Material shown START

//! Builds the Caddy configuration document from the configurator's state.
//!
//! The build is a pure function of the port-server table: port servers are
//! walked in ascending port order, traffic-split routes precede plain
//! service routes, and each group is ordered by the canonical service sort
//! key. Since JSON objects serialize with sorted keys, equal states always
//! produce byte-identical documents.

use crate::{Port, PortServer, Service, ServiceRef, TrafficSplit, PROXY_ADMIN_PORT};
use serde_json::{json, Map, Value};
use std::{collections::BTreeMap, time::Duration};

/// Renders the full configuration document for the given port servers.
pub fn build_config(servers: &BTreeMap<Port, PortServer>) -> Value {
    let mut cfg_servers = Map::new();
    for server in servers.values() {
        let port = server.port();
        let split_routes = server
            .traffic_splits
            .values()
            .map(build_traffic_split)
            .collect::<Vec<_>>();
        let service_routes = server
            .services
            .values()
            .map(build_service)
            .collect::<Vec<_>>();

        let mut routes = Vec::new();
        if !split_routes.is_empty() {
            routes.push(subroute(split_routes, None));
        }
        if !service_routes.is_empty() {
            routes.push(subroute(service_routes, None));
        }

        cfg_servers.insert(
            format!("server-{port}"),
            json!({
                "automatic_https": {"disable": true},
                "listen": [format!(":{port}")],
                "routes": routes,
            }),
        );
    }

    json!({
        "admin": {"listen": format!("0.0.0.0:{PROXY_ADMIN_PORT}")},
        "apps": {"http": {"servers": cfg_servers}},
    })
}

/// A canary subroute: requests for the fronting host that match the split
/// expression go to the new service; everything else falls through to the
/// old one.
fn build_traffic_split(ts: &TrafficSplit) -> Value {
    let routes = vec![
        build_route(&ts.new_service, Some(json!({"expression": ts.expression}))),
        build_route(&ts.old_service, None),
    ];
    subroute(routes, Some(host_match(&ts.service.reference)))
}

fn build_service(svc: &Service) -> Value {
    build_route(svc, Some(host_match(&svc.reference)))
}

fn host_match(reference: &ServiceRef) -> Value {
    json!({"host": [reference.mesh_host()]})
}

fn subroute(routes: Vec<Value>, matcher: Option<Value>) -> Value {
    let mut route = json!({
        "handle": [{
            "handler": "subroute",
            "routes": routes,
        }],
    });
    if let Some(matcher) = matcher {
        route["match"] = json!([matcher]);
    }
    route
}

/// One route proxying to `svc`, with the service's rate-limit handler (if
/// any) ahead of the reverse proxy in the handle chain.
fn build_route(svc: &Service, matcher: Option<Value>) -> Value {
    let mut handle = Vec::new();
    if let Some((key, rate)) = svc.policy.rate_limit() {
        let mut limiter = json!({
            "handler": "rate_limit",
            "key": key,
            "rate": rate,
        });
        if let Some(zone_size) = svc.policy.rate_limit_zone_size {
            limiter["zone_size"] = zone_size.into();
        }
        handle.push(limiter);
    }
    handle.push(reverse_proxy(svc));

    let mut route = json!({"handle": handle});
    if let Some(matcher) = matcher {
        route["match"] = json!([matcher]);
    }
    route
}

fn reverse_proxy(svc: &Service) -> Value {
    let upstreams = svc
        .endpoints
        .iter()
        .map(|ip| json!({"dial": format!("{}:{}", ip, svc.pod_port)}))
        .collect::<Vec<_>>();

    let policy = &svc.policy;
    let mut load_balancing = json!({
        "selection_policy": {"policy": "round_robin"},
    });
    if let Some(retries) = policy.retry_count {
        load_balancing["retries"] = retries.into();
    }
    if let Some(d) = policy.retry_duration {
        load_balancing["try_duration"] = nanos(d);
    }
    if let Some(expression) = &policy.retry_on {
        load_balancing["retry_match"] = json!([{"expression": expression}]);
    }

    let mut proxy = json!({
        "handler": "reverse_proxy",
        "load_balancing": load_balancing,
        "upstreams": upstreams,
    });
    if policy.has_timeouts() {
        let mut transport = json!({"protocol": "http"});
        if let Some(d) = policy.dial_timeout {
            transport["dial_timeout"] = nanos(d);
        }
        if let Some(d) = policy.read_timeout {
            transport["read_timeout"] = nanos(d);
        }
        if let Some(d) = policy.write_timeout {
            transport["write_timeout"] = nanos(d);
        }
        proxy["transport"] = transport;
    }
    proxy
}

// Caddy accepts durations as integer nanoseconds.
fn nanos(d: Duration) -> Value {
    u64::try_from(d.as_nanos()).unwrap_or(u64::MAX).into()
}

#[cfg(test)]
mod tests {
    use super::*;
    use crate::Policy;

    fn mk_service(name: &str, port: u16, endpoints: &[&str], policy: Policy) -> Service {
        Service {
            reference: ServiceRef::new(name, "test"),
            port: Port(port),
            pod_port: port,
            endpoints: endpoints.iter().map(ToString::to_string).collect(),
            policy,
        }
    }

    fn server_with(services: Vec<Service>, splits: Vec<TrafficSplit>) -> PortServer {
        let port = services[0].port;
        let mut server = PortServer::new(port);
        for svc in services {
            server.services.insert(svc.reference.clone(), svc);
        }
        for ts in splits {
            server
                .traffic_splits
                .insert(ts.service.reference.clone(), ts);
        }
        server
    }

    #[test]
    fn single_service() {
        let svc = mk_service(
            "svc-1",
            80,
            &["127.0.0.2", "127.0.0.3"],
            Policy::default(),
        );
        let servers = BTreeMap::from([(Port(80), server_with(vec![svc], vec![]))]);

        let config = build_config(&servers);
        assert_eq!(
            config,
            json!({
                "admin": {"listen": "0.0.0.0:2019"},
                "apps": {"http": {"servers": {
                    "server-80": {
                        "automatic_https": {"disable": true},
                        "listen": [":80"],
                        "routes": [{
                            "handle": [{
                                "handler": "subroute",
                                "routes": [{
                                    "match": [{"host": ["svc-1.test.caddy.mesh"]}],
                                    "handle": [{
                                        "handler": "reverse_proxy",
                                        "load_balancing": {
                                            "selection_policy": {"policy": "round_robin"},
                                        },
                                        "upstreams": [
                                            {"dial": "127.0.0.2:80"},
                                            {"dial": "127.0.0.3:80"},
                                        ],
                                    }],
                                }],
                            }],
                        }],
                    },
                }}},
            }),
        );
    }

    #[test]
    fn traffic_split_precedes_services_and_refs_are_sorted() {
        let old = mk_service("svc-1", 80, &["127.0.0.2", "127.0.0.3"], Policy::default());
        let new = mk_service("svc-2", 80, &["127.0.0.4", "127.0.0.5"], Policy::default());
        let host = mk_service(
            "svc",
            80,
            &["127.0.0.2", "127.0.0.3", "127.0.0.4", "127.0.0.5"],
            Policy::default(),
        );
        let ts = TrafficSplit {
            service: host.clone(),
            expression: "false".to_string(),
            new_service: new.clone(),
            old_service: old.clone(),
        };
        let servers = BTreeMap::from([(
            Port(80),
            server_with(vec![host, old, new], vec![ts]),
        )]);

        let config = build_config(&servers);
        let routes = &config["apps"]["http"]["servers"]["server-80"]["routes"];

        // The split subroute comes first, matching the fronting host and
        // trying the expression route before the default branch.
        let split = &routes[0];
        assert_eq!(
            split["match"],
            json!([{"host": ["svc.test.caddy.mesh"]}]),
        );
        let split_routes = &split["handle"][0]["routes"];
        assert_eq!(
            split_routes[0]["match"],
            json!([{"expression": "false"}]),
        );
        assert_eq!(
            split_routes[0]["handle"][0]["upstreams"],
            json!([{"dial": "127.0.0.4:80"}, {"dial": "127.0.0.5:80"}]),
        );
        assert!(split_routes[1].get("match").is_none());
        assert_eq!(
            split_routes[1]["handle"][0]["upstreams"],
            json!([{"dial": "127.0.0.2:80"}, {"dial": "127.0.0.3:80"}]),
        );

        // The plain-service subroute lists svc, svc-1, svc-2 in sorted order.
        let hosts = routes[1]["handle"][0]["routes"]
            .as_array()
            .unwrap()
            .iter()
            .map(|r| r["match"][0]["host"][0].as_str().unwrap().to_string())
            .collect::<Vec<_>>();
        assert_eq!(
            hosts,
            vec![
                "svc-1.test.caddy.mesh",
                "svc-2.test.caddy.mesh",
                "svc.test.caddy.mesh",
            ],
        );
    }

    #[test]
    fn timeouts_emit_a_transport_block() {
        let policy = Policy {
            dial_timeout: Some(Duration::from_secs(10)),
            read_timeout: Some(Duration::from_secs(10)),
            write_timeout: Some(Duration::from_secs(10)),
            ..Policy::default()
        };
        let svc = mk_service("svc-3", 8080, &["127.0.0.6", "127.0.0.7"], policy);
        let servers = BTreeMap::from([(Port(8080), server_with(vec![svc], vec![]))]);

        let config = build_config(&servers);
        let proxy = &config["apps"]["http"]["servers"]["server-8080"]["routes"][0]["handle"][0]
            ["routes"][0]["handle"][0];
        assert_eq!(
            proxy["transport"],
            json!({
                "protocol": "http",
                "dial_timeout": 10_000_000_000u64,
                "read_timeout": 10_000_000_000u64,
                "write_timeout": 10_000_000_000u64,
            }),
        );
        assert_eq!(
            proxy["load_balancing"],
            json!({"selection_policy": {"policy": "round_robin"}}),
        );
    }

    #[test]
    fn retries_extend_load_balancing() {
        let policy = Policy {
            retry_count: Some(3),
            retry_duration: Some(Duration::from_secs(2)),
            retry_on: Some("{http.error.status_code} >= 500".to_string()),
            ..Policy::default()
        };
        let svc = mk_service("svc-1", 80, &["127.0.0.2"], policy);
        let servers = BTreeMap::from([(Port(80), server_with(vec![svc], vec![]))]);

        let config = build_config(&servers);
        let proxy = &config["apps"]["http"]["servers"]["server-80"]["routes"][0]["handle"][0]
            ["routes"][0]["handle"][0];
        assert_eq!(
            proxy["load_balancing"],
            json!({
                "selection_policy": {"policy": "round_robin"},
                "retries": 3,
                "try_duration": 2_000_000_000u64,
                "retry_match": [{"expression": "{http.error.status_code} >= 500"}],
            }),
        );
        assert!(proxy.get("transport").is_none());
    }

    #[test]
    fn rate_limit_handler_precedes_the_reverse_proxy() {
        let policy = Policy {
            rate_limit_key: Some("{http.request.remote.host}".to_string()),
            rate_limit_rate: Some("100r/s".to_string()),
            rate_limit_zone_size: Some(1024),
            ..Policy::default()
        };
        let svc = mk_service("svc-1", 80, &["127.0.0.2"], policy);
        let servers = BTreeMap::from([(Port(80), server_with(vec![svc], vec![]))]);

        let config = build_config(&servers);
        let handle = &config["apps"]["http"]["servers"]["server-80"]["routes"][0]["handle"][0]
            ["routes"][0]["handle"];
        assert_eq!(
            handle[0],
            json!({
                "handler": "rate_limit",
                "key": "{http.request.remote.host}",
                "rate": "100r/s",
                "zone_size": 1024,
            }),
        );
        assert_eq!(handle[1]["handler"], json!("reverse_proxy"));
    }

    #[test]
    fn equal_states_build_byte_identical_documents() {
        let a = mk_service("svc-a", 80, &["127.0.0.2"], Policy::default());
        let b = mk_service("svc-b", 80, &["127.0.0.3"], Policy::default());
        let c = mk_service("svc-c", 8080, &["127.0.0.4"], Policy::default());

        // Populate two tables in opposite insertion orders.
        let forward = BTreeMap::from([
            (Port(80), server_with(vec![a.clone(), b.clone()], vec![])),
            (Port(8080), server_with(vec![c.clone()], vec![])),
        ]);
        let reverse = BTreeMap::from([
            (Port(8080), server_with(vec![c], vec![])),
            (Port(80), server_with(vec![b, a], vec![])),
        ]);

        let forward = serde_json::to_vec(&build_config(&forward)).unwrap();
        let reverse = serde_json::to_vec(&build_config(&reverse)).unwrap();
        assert_eq!(forward, reverse);
    }
}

Material shown END

Number of lines containing "ServiceRef" in the data: state it and nothing more.

# Answer box:
3